12) "they were not as adaptable as modern humans": you try to live in Ice Age Europe with stone tools and tell me how you do ;) All joking aside, the geographical range of Neanderthals suggest they were quite adaptable indeed, as does the wide range of resources they used. If modern humans were so much more adaptable, why did they not settle more temperate latitudes until 45-40kya? If you think about it, they seem to stick to ecosystems that were fairly warm and productive. The real challenge in the Pleistocene was to survive in Eurasia, not the sub/tropics. That the Neanderthals did - and for such a long time - tells you a lot about how 'adaptable' they were.
Much of what this paper is about concerns how we look at the record, not an actual explanation of it. That's not the point of models - their goal is to generate test expectations based on hard data as opposed to the traditional, more inductive approach that continues to dominate in paleoanthropology. If you PM me, I'll be more than happy to send you a pdf of the paper and SI should you (or Manu) wish to read it.
Julien, you have very good points about Neanderthal reality and I have no doubt that you know all that much better than Andrew or me (I'm no Neanderthal basher). But the bulk of the hypothesis has no evidence to support it: that Neanderthals and modern humans admixed (to any level beyond anecdote) in Europe (or West Asia after the well known OoA episode that left a mark in all the Eurasian genomes almost identically, per Green, Paabo, etc.) is not proven or even suggested by anything.
ReplyDeleteNeanderthals were probably at our cognitive level or almost or even higher. In truth I could not care less: the Tuniit were also at similar cognitive level to that of Inuits and even had some technological advantages initially... But the Inuits took over the American Arctic and the Tuniit went extinct, apparently without leaving much of a genetic legacy among the Inuit (per the genetic analysis performed on a Dorset culture individual some years ago).

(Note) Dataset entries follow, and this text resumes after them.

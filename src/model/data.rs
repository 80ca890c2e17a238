//! Data collection records: inputs and per-run identification output

use serde::{Deserialize, Serialize};

use super::refs::{impl_identified, EntityRef, Handle};
use super::sequence::{Peptide, PeptideEvidence};
use crate::param::{CvParam, Param, ParamGroup, ParamList};

/// A raw source file consumed upstream of the search.
#[derive(Debug, Clone, PartialEq, Serialize, Deserialize)]
pub struct SourceFile {
    pub id: String,
    pub location: String,
    pub file_format: Option<CvParam>,
    pub params: ParamList,
}

impl SourceFile {
    pub fn new(id: impl Into<String>, location: impl Into<String>) -> Self {
        Self {
            id: id.into(),
            location: location.into(),
            file_format: None,
            params: ParamList::new(),
        }
    }

    pub fn with_file_format(mut self, format: CvParam) -> Self {
        self.file_format = Some(format);
        self
    }
}

/// A sequence database the search ran against.
#[derive(Debug, Clone, PartialEq, Serialize, Deserialize)]
pub struct SearchDatabase {
    pub id: String,
    pub location: String,
    pub name: Option<String>,
    pub version: Option<String>,
    pub file_format: Option<CvParam>,
    pub database_name: Option<Param>,
    pub num_database_sequences: Option<u64>,
    pub num_residues: Option<u64>,
    pub params: ParamGroup,
}

impl SearchDatabase {
    pub fn new(id: impl Into<String>, location: impl Into<String>) -> Self {
        Self {
            id: id.into(),
            location: location.into(),
            name: None,
            version: None,
            file_format: None,
            database_name: None,
            num_database_sequences: None,
            num_residues: None,
            params: ParamGroup::new(),
        }
    }

    pub fn with_name(mut self, name: impl Into<String>) -> Self {
        self.name = Some(name.into());
        self
    }

    pub fn with_file_format(mut self, format: CvParam) -> Self {
        self.file_format = Some(format);
        self
    }

    pub fn with_database_name(mut self, name: impl Into<Param>) -> Self {
        self.database_name = Some(name.into());
        self
    }
}

/// A spectra source file the identifications were made from.
#[derive(Debug, Clone, PartialEq, Serialize, Deserialize)]
pub struct SpectraData {
    pub id: String,
    pub location: String,
    pub file_format: Option<CvParam>,
    pub spectrum_id_format: Option<CvParam>,
}

impl SpectraData {
    pub fn new(id: impl Into<String>, location: impl Into<String>) -> Self {
        Self {
            id: id.into(),
            location: location.into(),
            file_format: None,
            spectrum_id_format: None,
        }
    }

    pub fn with_file_format(mut self, format: CvParam) -> Self {
        self.file_format = Some(format);
        self
    }

    pub fn with_spectrum_id_format(mut self, format: CvParam) -> Self {
        self.spectrum_id_format = Some(format);
        self
    }
}

/// One scored peptide-spectrum match within a result record.
#[derive(Debug, Clone, PartialEq, Serialize, Deserialize)]
pub struct SpectrumIdentificationItem {
    pub id: String,
    pub rank: u32,
    pub charge_state: Option<i32>,
    pub experimental_mass_to_charge: Option<f64>,
    pub calculated_mass_to_charge: Option<f64>,
    pub peptide: EntityRef<Peptide>,
    pub passes_threshold: bool,
    pub peptide_evidence: Vec<EntityRef<PeptideEvidence>>,
    /// Score params and any further annotations
    pub params: ParamList,
}

impl SpectrumIdentificationItem {
    pub fn new(id: impl Into<String>) -> Self {
        Self {
            id: id.into(),
            rank: 1,
            charge_state: None,
            experimental_mass_to_charge: None,
            calculated_mass_to_charge: None,
            peptide: EntityRef::default(),
            passes_threshold: true,
            peptide_evidence: Vec::new(),
            params: ParamList::new(),
        }
    }

    pub fn with_rank(mut self, rank: u32) -> Self {
        self.rank = rank;
        self
    }

    pub fn with_charge_state(mut self, charge_state: i32) -> Self {
        self.charge_state = Some(charge_state);
        self
    }

    /// Attach an evidence link.
    pub fn add_peptide_evidence(&mut self, evidence: EntityRef<PeptideEvidence>) {
        self.peptide_evidence.push(evidence);
    }
}

/// All scored matches for one spectrum, keyed by its native identifier.
#[derive(Debug, Clone, PartialEq, Serialize, Deserialize)]
pub struct SpectrumIdentificationResult {
    pub id: String,
    /// Native spectrum identifier in the source file's scheme
    pub spectrum_id: String,
    pub spectra_data: EntityRef<SpectraData>,
    pub items: Vec<Handle<SpectrumIdentificationItem>>,
    /// Result-level params (retention time et al.)
    pub params: ParamList,
}

impl SpectrumIdentificationResult {
    pub fn new(id: impl Into<String>, spectrum_id: impl Into<String>) -> Self {
        Self {
            id: id.into(),
            spectrum_id: spectrum_id.into(),
            spectra_data: EntityRef::default(),
            items: Vec::new(),
            params: ParamList::new(),
        }
    }
}

/// The per-run list of result records.
#[derive(Debug, Clone, PartialEq, Serialize, Deserialize)]
pub struct SpectrumIdentificationList {
    pub id: String,
    /// Search-space size statistic: the deduplicated database-sequence count
    pub num_sequences_searched: Option<u64>,
    pub results: Vec<Handle<SpectrumIdentificationResult>>,
}

impl SpectrumIdentificationList {
    pub fn new(id: impl Into<String>) -> Self {
        Self {
            id: id.into(),
            num_sequences_searched: None,
            results: Vec::new(),
        }
    }
}

/// Inputs: everything the identification run consumed.
#[derive(Debug, Clone, Default, PartialEq, Serialize, Deserialize)]
pub struct Inputs {
    pub source_files: Vec<Handle<SourceFile>>,
    pub search_databases: Vec<Handle<SearchDatabase>>,
    pub spectra_data: Vec<Handle<SpectraData>>,
}

/// Analysis data: everything the identification run produced.
#[derive(Debug, Clone, Default, PartialEq, Serialize, Deserialize)]
pub struct AnalysisData {
    pub spectrum_identification_lists: Vec<Handle<SpectrumIdentificationList>>,
}

/// The document's data collection.
#[derive(Debug, Clone, Default, PartialEq, Serialize, Deserialize)]
pub struct DataCollection {
    pub inputs: Inputs,
    pub analysis_data: AnalysisData,
}

impl_identified!(
    SourceFile,
    SearchDatabase,
    SpectraData,
    SpectrumIdentificationItem,
    SpectrumIdentificationResult,
    SpectrumIdentificationList,
);
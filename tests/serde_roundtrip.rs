//! Serialization scenarios: references render as identifier strings and
//! come back as lazily-resolvable identifiers.

mod common;

use common::{db_sequence, evidence, init_tracing, peptide};
use mzident::{CvSource, EntityRef, IdentDocument, IdentDocumentBuilder};

fn built_document() -> IdentDocument {
    let mut builder = IdentDocumentBuilder::new();
    let software = builder.add_analysis_software("Comet", "2024.01");
    builder.add_protocol(&software);
    let spectra = builder.add_spectra_data("/data/run01.mzML");
    builder.add_search_database("/data/uniprot.fasta");

    let db = db_sequence("P02768");
    let pep = peptide("AEFAEVSK");
    let item = builder.add_scored_item(&spectra, "scan=100", 12.5);
    {
        let mut item = item.borrow_mut();
        item.peptide.set_entity(pep.clone());
        item.add_peptide_evidence(EntityRef::resolved(evidence(&db, &pep, 35, 42)));
    }
    builder.into_document()
}

// === Scenario: resolved references serialize as identifier strings ===
#[test]
fn references_serialize_as_identifiers() {
    init_tracing();
    let document = built_document();
    let json = serde_json::to_value(&document).expect("serialize");

    let evidence = &json["sequence_collection"]["peptide_evidences"][0];
    assert_eq!(evidence["db_sequence"], "DBSeq1");
    assert_eq!(evidence["peptide"], "Pep_1");

    let run = &json["analysis_collection"]["spectrum_identifications"][0];
    assert_eq!(run["list"], "SIL_1");
    assert_eq!(run["input_spectra"][0], "SpecData_1");
}

// === Scenario: a deserialized document resolves lazily after rebuild ===
#[test]
fn deserialized_references_resolve_against_rebuilt_document() {
    let document = built_document();
    let json = serde_json::to_string(&document).expect("serialize");

    let mut restored: IdentDocument = serde_json::from_str(&json).expect("deserialize");
    // The derived translator is not serialized; hydrate it from the CV-list
    restored.rebuild_translator();
    assert_eq!(restored.translator().translate_file_ref("MS"), CvSource::PsiMs);

    let evidence = restored.sequence_collection.peptide_evidences[0].clone();
    {
        let ev = evidence.borrow();
        // Back in the unresolved state, identifier intact
        assert!(!ev.db_sequence.is_resolved());
        assert_eq!(ev.db_sequence.id(), Some("DBSeq1".to_string()));
    }

    let resolved = evidence
        .borrow_mut()
        .db_sequence
        .resolve(&restored)
        .expect("resolves against the restored collections");
    assert_eq!(resolved.borrow().accession, "P02768");
}
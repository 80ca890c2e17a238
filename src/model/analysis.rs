//! Analysis collection: which protocol produced which identification list

use serde::{Deserialize, Serialize};

use super::data::{SearchDatabase, SpectraData, SpectrumIdentificationList};
use super::protocol::SpectrumIdentificationProtocol;
use super::refs::{impl_identified, EntityRef};

/// One identification run: links a protocol, its inputs, and the produced
/// result list.
#[derive(Debug, Clone, PartialEq, Serialize, Deserialize)]
pub struct SpectrumIdentification {
    pub id: String,
    pub protocol: EntityRef<SpectrumIdentificationProtocol>,
    pub list: EntityRef<SpectrumIdentificationList>,
    /// One reference entry per spectra source used as input
    pub input_spectra: Vec<EntityRef<SpectraData>>,
    /// One reference entry per search database used as input
    pub search_databases: Vec<EntityRef<SearchDatabase>>,
}

impl SpectrumIdentification {
    pub fn new(id: impl Into<String>) -> Self {
        Self {
            id: id.into(),
            protocol: EntityRef::default(),
            list: EntityRef::default(),
            input_spectra: Vec::new(),
            search_databases: Vec::new(),
        }
    }
}

/// The document's analysis collection.
#[derive(Debug, Clone, Default, PartialEq, Serialize, Deserialize)]
pub struct AnalysisCollection {
    pub spectrum_identifications: Vec<SpectrumIdentification>,
}

impl_identified!(SpectrumIdentification);
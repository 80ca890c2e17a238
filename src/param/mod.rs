//! Parameter model: CV-backed and user-defined parameters
//!
//! A [`CvParam`] stores only a canonical term id and a value string; its name
//! and accession are derived from the registry and cannot be set. A
//! [`UserParam`] stores its name directly and has no registry dependency.
//! Both carry an optional unit term resolved through the registry and the
//! document's [`CvTranslator`].

use std::str::FromStr;

use serde::{Deserialize, Serialize};
use thiserror::Error;

use crate::cv::{CvSource, CvTerm, CvTranslator};

/// Errors raised by the param model.
///
/// Lookup misses are not errors anywhere in this crate; typed value
/// conversion is the one place malformed content is reported loudly.
#[derive(Debug, Error)]
pub enum ParamError {
    #[error("cannot interpret value '{value}' as {target}")]
    InvalidValue { value: String, target: &'static str },
}

/// Result type for param operations.
pub type ParamResult<T> = Result<T, ParamError>;

fn parse_value<T: FromStr>(value: Option<&str>) -> ParamResult<T> {
    let raw = value.unwrap_or_default();
    raw.parse().map_err(|_| ParamError::InvalidValue {
        value: raw.to_string(),
        target: std::any::type_name::<T>(),
    })
}

/// A CV-backed parameter.
///
/// Name and accession are derived entirely from the stored term id; there is
/// no settable name field.
#[derive(Debug, Clone, PartialEq, Serialize, Deserialize)]
pub struct CvParam {
    /// Canonical term id
    pub term: CvTerm,
    /// Value string as it appears in the exchange format
    pub value: Option<String>,
    /// Unit-of-measure term
    pub unit: Option<CvTerm>,
}

impl CvParam {
    /// Canonical construction path: from a term id, no value.
    pub fn new(term: CvTerm) -> Self {
        Self {
            term,
            value: None,
            unit: None,
        }
    }

    /// Set the value string.
    pub fn with_value(mut self, value: impl Into<String>) -> Self {
        self.value = Some(value.into());
        self
    }

    /// Set the unit term.
    pub fn with_unit(mut self, unit: CvTerm) -> Self {
        self.unit = Some(unit);
        self
    }

    /// Raw construction path: from an accession string under a file-local
    /// CV prefix, through the translator/registry lookup.
    ///
    /// A lookup miss yields a param with [`CvTerm::Unknown`], never an error.
    pub fn from_accession(
        accession: &str,
        cv_ref: &str,
        value: Option<&str>,
        translator: &CvTranslator,
    ) -> Self {
        Self {
            term: translator.term_by_accession(accession, cv_ref),
            value: value.map(str::to_string),
            unit: None,
        }
    }

    /// Display name, derived from the registry.
    pub fn name(&self) -> &'static str {
        self.term.name()
    }

    /// Accession, derived from the registry.
    pub fn accession(&self) -> &'static str {
        self.term.accession()
    }

    /// The document-local prefix for this param's vocabulary.
    pub fn cv_ref<'a>(&self, translator: &'a CvTranslator) -> Option<&'a str> {
        translator.translate_source(self.term.source())
    }

    /// Unit term id.
    pub fn unit_term(&self) -> Option<CvTerm> {
        self.unit
    }

    /// Unit accession, empty when no unit is set or the unit is unknown.
    pub fn unit_accession(&self) -> &'static str {
        self.unit.map(|u| u.accession()).unwrap_or("")
    }

    /// Unit display name, empty when no unit is set or the unit is unknown.
    pub fn unit_name(&self) -> &'static str {
        self.unit.map(|u| u.name()).unwrap_or("")
    }

    /// The document-local prefix for the unit's vocabulary.
    pub fn unit_cv_ref<'a>(&self, translator: &'a CvTranslator) -> Option<&'a str> {
        self.unit
            .and_then(|u| translator.translate_source(u.source()))
    }

    /// Set the unit from an accession string under a file-local CV prefix.
    ///
    /// Same lookup-or-unknown policy as [`CvParam::from_accession`].
    pub fn set_unit_accession(&mut self, accession: &str, cv_ref: &str, translator: &CvTranslator) {
        self.unit = Some(translator.term_by_accession(accession, cv_ref));
    }

    /// Parse the stored value string as `T`.
    ///
    /// Fails loudly with [`ParamError::InvalidValue`] on parse failure; an
    /// absent value parses as the empty string (and fails for most targets).
    pub fn value_as<T: FromStr>(&self) -> ParamResult<T> {
        parse_value(self.value.as_deref())
    }
}

/// A user-defined parameter, stored verbatim with no registry dependency.
#[derive(Debug, Clone, PartialEq, Serialize, Deserialize)]
pub struct UserParam {
    /// Parameter name as it appears in the exchange format
    pub name: String,
    /// Value string
    pub value: Option<String>,
    /// Declared value type, if any
    pub kind: Option<String>,
    /// Unit-of-measure term
    pub unit: Option<CvTerm>,
}

impl UserParam {
    /// Create a user param with the given name.
    pub fn new(name: impl Into<String>) -> Self {
        Self {
            name: name.into(),
            value: None,
            kind: None,
            unit: None,
        }
    }

    /// Set the value string.
    pub fn with_value(mut self, value: impl Into<String>) -> Self {
        self.value = Some(value.into());
        self
    }

    /// Set the declared value type.
    pub fn with_kind(mut self, kind: impl Into<String>) -> Self {
        self.kind = Some(kind.into());
        self
    }

    /// Set the unit term.
    pub fn with_unit(mut self, unit: CvTerm) -> Self {
        self.unit = Some(unit);
        self
    }

    /// Unit accession, empty when no unit is set or the unit is unknown.
    pub fn unit_accession(&self) -> &'static str {
        self.unit.map(|u| u.accession()).unwrap_or("")
    }

    /// Unit display name, empty when no unit is set or the unit is unknown.
    pub fn unit_name(&self) -> &'static str {
        self.unit.map(|u| u.name()).unwrap_or("")
    }

    /// Set the unit from an accession string under a file-local CV prefix.
    pub fn set_unit_accession(&mut self, accession: &str, cv_ref: &str, translator: &CvTranslator) {
        self.unit = Some(translator.term_by_accession(accession, cv_ref));
    }

    /// Parse the stored value string as `T`, failing loudly on mismatch.
    pub fn value_as<T: FromStr>(&self) -> ParamResult<T> {
        parse_value(self.value.as_deref())
    }
}

/// Either parameter variant.
///
/// Two params are equal iff they wrap the same variant and the wrapped
/// items are equal.
#[derive(Debug, Clone, PartialEq, Serialize, Deserialize)]
pub enum Param {
    Cv(CvParam),
    User(UserParam),
}

impl Param {
    /// Display name: registry-derived for CV params, stored for user params.
    pub fn name(&self) -> &str {
        match self {
            Param::Cv(p) => p.name(),
            Param::User(p) => &p.name,
        }
    }

    /// Value string.
    pub fn value(&self) -> Option<&str> {
        match self {
            Param::Cv(p) => p.value.as_deref(),
            Param::User(p) => p.value.as_deref(),
        }
    }

    /// Unit term id.
    pub fn unit_term(&self) -> Option<CvTerm> {
        match self {
            Param::Cv(p) => p.unit,
            Param::User(p) => p.unit,
        }
    }

    /// Unit accession, empty when no unit is set.
    pub fn unit_accession(&self) -> &'static str {
        match self {
            Param::Cv(p) => p.unit_accession(),
            Param::User(p) => p.unit_accession(),
        }
    }

    /// The source vocabulary, [`CvSource::Unknown`] for user params.
    pub fn source(&self) -> CvSource {
        match self {
            Param::Cv(p) => p.term.source(),
            Param::User(_) => CvSource::Unknown,
        }
    }

    /// Parse the stored value string as `T`, failing loudly on mismatch.
    pub fn value_as<T: FromStr>(&self) -> ParamResult<T> {
        match self {
            Param::Cv(p) => p.value_as(),
            Param::User(p) => p.value_as(),
        }
    }
}

impl From<CvParam> for Param {
    fn from(param: CvParam) -> Self {
        Param::Cv(param)
    }
}

impl From<UserParam> for Param {
    fn from(param: UserParam) -> Self {
        Param::User(param)
    }
}

/// Ordered sequence of CV params.
///
/// Equality is structural and order-sensitive.
#[derive(Debug, Clone, Default, PartialEq, Serialize, Deserialize)]
pub struct ParamGroup {
    pub cv_params: Vec<CvParam>,
}

impl ParamGroup {
    pub fn new() -> Self {
        Self::default()
    }

    /// Append a CV param.
    pub fn push(&mut self, param: CvParam) {
        self.cv_params.push(param);
    }

    /// First param carrying the given term, if any.
    pub fn get(&self, term: CvTerm) -> Option<&CvParam> {
        self.cv_params.iter().find(|p| p.term == term)
    }

    pub fn is_empty(&self) -> bool {
        self.cv_params.is_empty()
    }
}

/// Extended variant: ordered CV params plus ordered user params.
///
/// Equality is structural over both sequences.
#[derive(Debug, Clone, Default, PartialEq, Serialize, Deserialize)]
pub struct ParamList {
    pub cv_params: Vec<CvParam>,
    pub user_params: Vec<UserParam>,
}

impl ParamList {
    pub fn new() -> Self {
        Self::default()
    }

    /// Append a CV param.
    pub fn push_cv(&mut self, param: CvParam) {
        self.cv_params.push(param);
    }

    /// Append a user param.
    pub fn push_user(&mut self, param: UserParam) {
        self.user_params.push(param);
    }

    /// First CV param carrying the given term, if any.
    pub fn get_cv(&self, term: CvTerm) -> Option<&CvParam> {
        self.cv_params.iter().find(|p| p.term == term)
    }

    /// First user param with the given name, if any.
    pub fn get_user(&self, name: &str) -> Option<&UserParam> {
        self.user_params.iter().find(|p| p.name == name)
    }

    pub fn is_empty(&self) -> bool {
        self.cv_params.is_empty() && self.user_params.is_empty()
    }
}

#[cfg(test)]
mod tests {
    use super::*;
    use crate::cv::Cv;

    fn translator() -> CvTranslator {
        CvTranslator::from_cv_list(&[
            Cv::from_source(CvSource::PsiMs),
            Cv::from_source(CvSource::UnitOntology),
        ])
    }

    #[test]
    fn cv_param_name_and_accession_are_derived() {
        let param = CvParam::new(CvTerm::ScanStartTime).with_value("12.5");
        assert_eq!(param.name(), "scan start time");
        assert_eq!(param.accession(), "MS:1000016");
    }

    #[test]
    fn from_accession_goes_through_translator() {
        let t = translator();
        let param = CvParam::from_accession("MS:1000016", "MS", Some("42"), &t);
        assert_eq!(param.term, CvTerm::ScanStartTime);
        assert_eq!(param.value.as_deref(), Some("42"));

        let miss = CvParam::from_accession("MS:0000000", "MS", None, &t);
        assert_eq!(miss.term, CvTerm::Unknown);
        assert_eq!(miss.name(), "");
    }

    #[test]
    fn set_unit_accession_lookup_or_unknown() {
        let t = translator();
        let mut param = CvParam::new(CvTerm::ScanStartTime);
        param.set_unit_accession("UO:0000031", "UO", &t);
        assert_eq!(param.unit, Some(CvTerm::Minute));
        assert_eq!(param.unit_name(), "minute");

        // UNIMOD prefix never declared: degrade, don't fail
        param.set_unit_accession("UNIMOD:4", "UNIMOD", &t);
        assert_eq!(param.unit, Some(CvTerm::Unknown));
        assert_eq!(param.unit_accession(), "");
    }

    #[test]
    fn value_conversion_succeeds_and_fails_loudly() {
        let param = CvParam::new(CvTerm::RetentionTime).with_value("17.25");
        assert_eq!(param.value_as::<f64>().unwrap(), 17.25);

        let bad = CvParam::new(CvTerm::RetentionTime).with_value("not-a-number");
        let err = bad.value_as::<f64>().unwrap_err();
        assert!(matches!(err, ParamError::InvalidValue { .. }));

        let empty = CvParam::new(CvTerm::RetentionTime);
        assert!(empty.value_as::<i32>().is_err());
    }

    #[test]
    fn cv_param_equality_by_term_value_unit() {
        let a = CvParam::new(CvTerm::ScanStartTime)
            .with_value("1.0")
            .with_unit(CvTerm::Minute);
        let b = CvParam::new(CvTerm::ScanStartTime)
            .with_value("1.0")
            .with_unit(CvTerm::Minute);
        let c = CvParam::new(CvTerm::ScanStartTime)
            .with_value("1.0")
            .with_unit(CvTerm::Second);
        assert_eq!(a, b);
        assert_ne!(a, c);
    }

    #[test]
    fn user_param_equality_includes_kind() {
        let a = UserParam::new("precursor window").with_value("2").with_kind("xsd:int");
        let b = UserParam::new("precursor window").with_value("2").with_kind("xsd:int");
        let c = UserParam::new("precursor window").with_value("2");
        assert_eq!(a, b);
        assert_ne!(a, c);
    }

    #[test]
    fn param_wrapper_equality_follows_wrapped_item() {
        let cv: Param = CvParam::new(CvTerm::NoThreshold).into();
        let user: Param = UserParam::new("no threshold").into();
        assert_eq!(cv, Param::Cv(CvParam::new(CvTerm::NoThreshold)));
        assert_ne!(cv, user);
    }

    #[test]
    fn param_group_equality_is_order_sensitive() {
        let mut a = ParamGroup::new();
        a.push(CvParam::new(CvTerm::Trypsin));
        a.push(CvParam::new(CvTerm::NoThreshold));

        let mut b = ParamGroup::new();
        b.push(CvParam::new(CvTerm::NoThreshold));
        b.push(CvParam::new(CvTerm::Trypsin));

        assert_ne!(a, b);
    }
}
//! Per-document translation between file-local CV prefixes and canonical sources

use indexmap::IndexMap;
use std::collections::HashMap;
use tracing::debug;

use super::source::{Cv, CvSource};
use super::term::{self, CvTerm};

/// Mapping between a document's file-local CV-list prefixes and the canonical
/// CV sources used by the registry.
///
/// Built once per document from its declared CV-list. Absence of a mapping
/// degrades to the unknown sentinel on every lookup, a deliberate leniency
/// policy, since many producers write nonstandard CV-list content.
#[derive(Debug, Clone, Default, PartialEq)]
pub struct CvTranslator {
    /// file-local prefix -> canonical source, in declaration order
    file_to_source: IndexMap<String, CvSource>,
    /// canonical source -> first declared prefix
    source_to_file: HashMap<CvSource, String>,
}

impl CvTranslator {
    /// Build a translator from the ordered CV-list a document declares.
    ///
    /// Entries whose source cannot be recognized are skipped: their prefix
    /// translates to [`CvSource::Unknown`] like any undeclared prefix.
    pub fn from_cv_list(cv_list: &[Cv]) -> Self {
        let mut translator = Self::default();
        for cv in cv_list {
            let source = CvSource::recognize(cv);
            if source == CvSource::Unknown {
                debug!(prefix = %cv.id, full_name = %cv.full_name, "skipping unrecognized CV-list entry");
                continue;
            }
            translator.file_to_source.insert(cv.id.clone(), source);
            translator
                .source_to_file
                .entry(source)
                .or_insert_with(|| cv.id.clone());
        }
        translator
    }

    /// Translate a file-local prefix to its canonical source.
    ///
    /// An undeclared prefix yields [`CvSource::Unknown`].
    pub fn translate_file_ref(&self, prefix: &str) -> CvSource {
        self.file_to_source
            .get(prefix)
            .copied()
            .unwrap_or(CvSource::Unknown)
    }

    /// Translate a canonical source back to the document's prefix for it.
    ///
    /// `None` when the document never declared the source.
    pub fn translate_source(&self, source: CvSource) -> Option<&str> {
        self.source_to_file.get(&source).map(String::as_str)
    }

    /// Look up a term by accession under a file-local prefix.
    ///
    /// Composes the prefix mapping with the registry's precomputed
    /// per-source accession index; any miss along the way yields
    /// [`CvTerm::Unknown`].
    pub fn term_by_accession(&self, accession: &str, prefix: &str) -> CvTerm {
        match self.translate_file_ref(prefix) {
            CvSource::Unknown => CvTerm::Unknown,
            source => term::term_by_accession(source, accession),
        }
    }

    /// Number of declared, recognized prefixes.
    pub fn len(&self) -> usize {
        self.file_to_source.len()
    }

    /// True when no prefix is mapped.
    pub fn is_empty(&self) -> bool {
        self.file_to_source.is_empty()
    }
}

#[cfg(test)]
mod tests {
    use super::*;

    fn declared() -> Vec<Cv> {
        vec![
            Cv::new("PSI-MS", "PSI-MS", ""),
            Cv::from_source(CvSource::UnitOntology),
            Cv::from_source(CvSource::Unimod),
        ]
    }

    #[test]
    fn round_trips_declared_prefixes() {
        let translator = CvTranslator::from_cv_list(&declared());
        assert_eq!(translator.translate_file_ref("PSI-MS"), CvSource::PsiMs);
        assert_eq!(translator.translate_source(CvSource::PsiMs), Some("PSI-MS"));
        assert_eq!(translator.translate_file_ref("UO"), CvSource::UnitOntology);
    }

    #[test]
    fn undeclared_prefix_degrades_to_unknown() {
        let translator = CvTranslator::from_cv_list(&declared());
        assert_eq!(translator.translate_file_ref("MOD"), CvSource::Unknown);
        assert_eq!(translator.translate_source(CvSource::PsiMod), None);
    }

    #[test]
    fn accession_lookup_through_local_prefix() {
        let translator = CvTranslator::from_cv_list(&declared());
        assert_eq!(
            translator.term_by_accession("MS:1000016", "PSI-MS"),
            CvTerm::ScanStartTime
        );
        assert_eq!(
            translator.term_by_accession("UNIMOD:4", "UNIMOD"),
            CvTerm::Carbamidomethyl
        );
    }

    #[test]
    fn accession_lookup_under_undeclared_prefix_is_unknown() {
        // CV-list omits UNIMOD entirely: any UNIMOD-prefixed lookup degrades
        let translator = CvTranslator::from_cv_list(&[Cv::from_source(CvSource::PsiMs)]);
        assert_eq!(
            translator.term_by_accession("UNIMOD:4", "UNIMOD"),
            CvTerm::Unknown
        );
    }

    #[test]
    fn unrecognized_entries_are_skipped_not_fatal() {
        let cvs = vec![
            Cv::new("XXX", "Some private ontology", "http://example.org/xxx.obo"),
            Cv::from_source(CvSource::PsiMs),
        ];
        let translator = CvTranslator::from_cv_list(&cvs);
        assert_eq!(translator.len(), 1);
        assert_eq!(translator.translate_file_ref("XXX"), CvSource::Unknown);
        assert_eq!(translator.translate_file_ref("MS"), CvSource::PsiMs);
    }
}
//! Controlled-vocabulary sources, term registry, and per-document translation

mod source;
mod term;
mod translator;

pub use source::{Cv, CvSource, BUNDLED_SOURCES};
pub use term::{term_by_accession, term_info, CvTerm, TermInfo, UNKNOWN_TERM};
pub use translator::CvTranslator;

Hunter-gatherers displace each other with some ease, sometimes to extinction (if there's nowhere else to go, as happened with the Neanderthals and the Tuniit, probably with some climatic help). It may have have happened also to some H. sapiens groups in Europe and elsewhere later on.
Your claim is that Neanderthals live in us. True (to a small extent) but not because of any admixture that happened in the process of colonization of West Eurasia c. 48-40 Ka ago but because of an earlier admixture event at the time of the migration from Africa to India.
It is a practical impossibility that the population that migrated westward from South Asia and colonized West and Central Asia, Europe and probably parts of North Africa as well, the Western population that displaced Neanderthals and that is our common ancestors, could retain (after all that conjectural admixture you claim) only as much Neanderthal blood (or even less) as Chinese or Papuans.
Sorry, there is no way. I know that some argue for eventual replacement of that admixed population with the Neolithic but the Neolithic of West Asia was created by the same Western population (rooted in the same colonizing front of 40+ Ka ago in any case).
This Western people went to all the areas known to have been inhabited by Neanderthals: Zagros, Palestine, Syria, Altai, Caucasus... and Europe and replaced them there in a lengthy and somewhat mysterious process (but with bouts of hyperactivity, notably the Aurignacian explosion) and they show no more Neanderthal genetics than Hu Jingtao or the Dalai Lama.
So where is your alleged admixture in the modern population which is, beyond reasonable doubt, descendant of those Westerner Eurasians who displaced and replaced the Neanderthals.
I'm anyhow interested in the fine detail and therefore in the paper as such, so I'll drop you a line in hope of reading it. As always, thanks for being so open with your time and work.